Глуховатый, неторопливо-спокойный, как всегда, голос звучит как-то даже неправдоподобно в это окаянное утро.

— Тут без вас еще троих приволокли. Двое легкие, мы их с Фенькой самосильно обработали, а третий парнишка — этот тяжелый. Мать его на тачке приволокла. В живот осколок угодил. Температура. — И, одернув полотнище самодельного флага, советует: — Вам бы его прямо на стол, этого Василька… А?

Почему она так спокойна? Катастрофа же, в городе фашисты. Мы одни среди этого зверья. А она достала откуда-то из-под пальто чистую марлечку, тянется ко мне.

— Дайте вам глаза вытру. Негоже, чтобы врач к больным зареванным появлялся. — Вытирает мне лицо и даже слюнит марлечку, чтобы снять грязь со щеки.

— А мои? — вдруг вспоминаю я.

— Что с ними станется? — с полуслова понимает Мария Григорьевна. — Тут вертелись, а обстрел начался — отправила их вниз, мастерить второй флаг.

И тут:

— Вера!

Как-то сразу возникли Сталька и Домка. Оба, как у нас говорят текстильщики, «раздеткой», в одних своих белых халатах. Бросились ко мне, повисли на шее. И хотя мне, единственному врачу этой забытой больницы, конечно же, нельзя показывать малодушия, я прижимаю их к себе и даю волю слезам.

3

На мгновение все забывается — и сон, и явь, и страшные мысли. Ничего нет, лишь эти два теплых родных существа. Но только на мгновение. Кто-то резко дергает меня за рукав:

— Пока тут со своими лижешься, Василек-то помрет.

Это кричит мне в ухо маленькая женщина с худым, угловатым личиком. На этом личике большие синие глаза. Они смотрят с нетерпеливым гневом.

— Это мать… — начинает Мария Григорьевна.

Но мне не надо пояснять. Я догадалась, знаю, это та женщина, которая привезла на тачке раненого сына. И она, конечно, права в своем гневном нетерпении.

— Сейчас, сейчас, минуточку… Ступайте к нему…

По требованию Марии Григорьевны покорно отираю лицо снегом, сушу полою халата и, приведя себя, насколько это возможно, в порядок, спускаюсь в наше подземелье.

Еще в первые дни войны мы, наивные тогда люди, изобразили на крышах зданий Больничного городка огромные, видимые с любой высоты красные кресты. Должно быть, именно они и указали цель гитлеровским стервятникам. Наш Больничный городок, которым мы в Верхневолжске так гордились, был разрушен крупным налетом. От него мало что осталось. В ту ночь мы почти непрерывно оперировали. Страшная ночь. На моих руках умер наш учитель, хирург Кайранский. Погибло много медицинского персонала. Хирургический корпус обрушился, но филиал его, размещенный в подвале газоубежища, уцелел. Массивные бетонные потолки выдержали. Вот тут-то и было оборудовано наше новое хирургическое отделение для жертв бомбежек и пожаров. Оборудовали его даже неплохо. Вентиляторы очищали воздух, горело электричество, да и чувствовали мы себя здесь, под руинами, как-то безопаснее, ибо, как утверждал известный тебе Сергей Дубинич, по какой-то там теории вероятности, что ли, бомба не могла попасть вторично в одну и ту же цель.

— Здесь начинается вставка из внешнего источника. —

use crate::error::StrandError;
use crate::request::{panic_message, Request};

use std::fmt;
use std::panic::{self, AssertUnwindSafe};

use tokio::sync::mpsc;
use tracing::{debug, error, info, trace};

/// Creates a bounded handoff queue. A capacity of zero is raised to one.
///
/// A request counts as accepted once it has entered the queue; accepted
/// requests are run in the order they entered it.
pub fn handoff_queue<S>(capacity: usize) -> (RequestSender<S>, RequestConsumer<S>) {
  let (tx, rx) = mpsc::channel(capacity.max(1));
  (RequestSender { tx }, RequestConsumer { rx })
}

/// The producer half of the handoff queue. Cheap to clone; it can only write.
pub struct RequestSender<S> {
  tx: mpsc::Sender<Request<S>>,
}

impl<S> Clone for RequestSender<S> {
  fn clone(&self) -> Self {
    Self { tx: self.tx.clone() }
  }
}

impl<S> fmt::Debug for RequestSender<S> {
  fn fmt(&self, f: &mut fmt::Formatter<'_>) -> fmt::Result {
    f.debug_struct("RequestSender")
      .field("is_closed", &self.tx.is_closed())
      .field("free_slots", &self.tx.capacity())
      .finish()
  }
}

impl<S> RequestSender<S> {
  /// Hands `request` to the consumer, waiting for a free slot if the queue is full.
  ///
  /// Cancel safe: if the returned future is dropped before it completes, the
  /// request was not accepted and is dropped without running.
  pub async fn send(&self, request: Request<S>) -> Result<(), StrandError> {
    match self.tx.send(request).await {
      Ok(()) => Ok(()),
      Err(mpsc::error::SendError(rejected)) => {
        debug!(request_id = rejected.id, label = %rejected.label, "Handoff queue closed; request rejected.");
        Err(StrandError::ConsumerStopped)
      }
    }
  }

  /// Returns `true` once the consumer half has been dropped.
  pub fn is_closed(&self) -> bool {
    self.tx.is_closed()
  }
}

/// The consumer half of the handoff queue. Not cloneable: there is exactly one
/// consumer per queue.
pub struct RequestConsumer<S> {
  rx: mpsc::Receiver<Request<S>>,
}

impl<S> fmt::Debug for RequestConsumer<S> {
  fn fmt(&self, f: &mut fmt::Formatter<'_>) -> fmt::Result {
    f.debug_struct("RequestConsumer")
      .field("queued", &self.rx.len())
      .finish()
  }
}

impl<S> RequestConsumer<S> {
  /// Receives the next request, or `None` once every sender is gone and the
  /// queue is drained.
  pub async fn recv(&mut self) -> Option<Request<S>> {
    self.rx.recv().await
  }

  /// Runs requests one after another against `resource` on the calling thread
  /// until every sender is gone and the queue is drained, then hands the
  /// resource back.
  ///
  /// Blocks the thread; must not be called from within an async context.
  pub fn run(mut self, mut resource: S) -> S {
    info!("Consumer loop started.");
    let mut dispatched: u64 = 0;

    while let Some(request) = self.rx.blocking_recv() {
      dispatch(request, &mut resource);
      dispatched += 1;
    }

    info!(dispatched, "Handoff queue closed and drained. Consumer loop stopped.");
    resource
  }
}

/// Runs a single request behind a fault boundary so that nothing it does can
/// take the consumer loop down with it.
fn dispatch<S>(request: Request<S>, resource: &mut S) {
  let id = request.id;
  let label = request.label.clone();
  trace!(request_id = id, %label, "Dispatching request.");

  if let Err(payload) = panic::catch_unwind(AssertUnwindSafe(|| request.run(resource))) {
    error!(
      request_id = id,
      %label,
      "Request panicked outside its operation: {}",
      panic_message(payload.as_ref())
    );
  }
}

Что касается меня, то я понемногу привыкла к нашим подвалам, где нам удалось организовать некое подобие больничного стационара. Здесь нелегко работать. Не то что в военных госпиталях. Народ все больше гражданский, не обстрелянный, не закаленный, нервный. Во время налетов, когда земля начинала дрожать, в отсеках подвалов, которые мы по привычке называем палатами, поднималась такая кутерьма, что даже Дубиничу с его внушительной внешностью и сочным юмором с трудом удавалось утихомиривать людей.

Но в это утро подвалы поразили меня тишиной. Такой тишиной, что отчетливо было слышно, как потрескивают светильники, которые мы понаделали в банках из-под мази Вишневского. Натолкнувшись на эту тишину, будто на невидимую стену, я остановилась.

— Ну как, что там? Приедут, что ли, за нами? — раздался из тьмы мужской голос, в котором еще звучала надежда.